Court Opinion

ID: 9444306
Source: CourtListenerOpinion
Date Created: 2023-08-03 20:55:50.484467+00
Date Added: 2024-06-11T17:29:48.320602
License: Public Domain

SOPER, Circuit Judge
(dissenting).
It does not seem to me unreasonable to require the U-Drive-It Companies to comply with the terms of the statute. If they choose to rent their cars to any one who comes along, they must accept the attendant risks. Their protection lies in the fact that in the vast majority of cases, such as those described in the opinion of the court, the renter of the car uses it for legitimate purposes. Exceptional cases, not limited to bootleggers, which involve loss, inevitably occur because the car owner entrusts his vehicles to strangers without inquiry in order to increase the revenue of the enterprise; but that is an expense of the business which he must reckon with.
In any event, the language of the statute clearly includes every car owner who gives an interest in the vehicle to another by contract or agreement.
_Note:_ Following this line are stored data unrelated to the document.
use super::matrix::Normalization;
use super::nmf::NmfOptions;
use super::ranking::DistanceMetric;
use serde::{Deserialize, Serialize};

#[derive(Clone, Copy, Debug, Default, PartialEq, Eq, Serialize, Deserialize)]
#[serde(rename_all = "camelCase")]
pub enum FusionMethod {
    #[default]
    Nmf,
    Pca,
}

#[derive(Clone, Debug, Serialize, Deserialize)]
#[serde(default)]
pub struct FusionOptions {
    pub method: FusionMethod,
    pub normalization: Normalization,
    pub distance: DistanceMetric,
    /// Number of ranked ion images reported.
    pub top_n: usize,
    /// NMF settings; `nmf.n_components` is also the PCA component count.
    pub nmf: NmfOptions,
}

impl Default for FusionOptions {
    fn default() -> Self {
        Self {
            method: FusionMethod::default(),
            normalization: Normalization::default(),
            distance: DistanceMetric::default(),
            top_n: 10,
            nmf: NmfOptions::default(),
        }
    }
}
Doubtless Congress had primarily in mind automobile dealers, finance companies and prospective lien holders, but it was careful not to confine the statute to such persons and broadened it so as to include “any claimant” with an interest arising out “of any contract” with a person having a bad reputation for violating the liquor laws. As the opinion of the court shows, it has been held in a number of federal circuits that the statute applies to lessors in general. The discretion of the District Judge to remit forfeitures is manifestly limited by the conditions of the statute and should be exercised in accordance therewith. It should be borne in mind that the basic statute is 26 U.S.C.A. § 3321 which provides for the forfeiture of vehicles used in the removal or concealment of illicit liquors; and that it is for Congress rather than the courts to determine the permissible exceptions to the rule.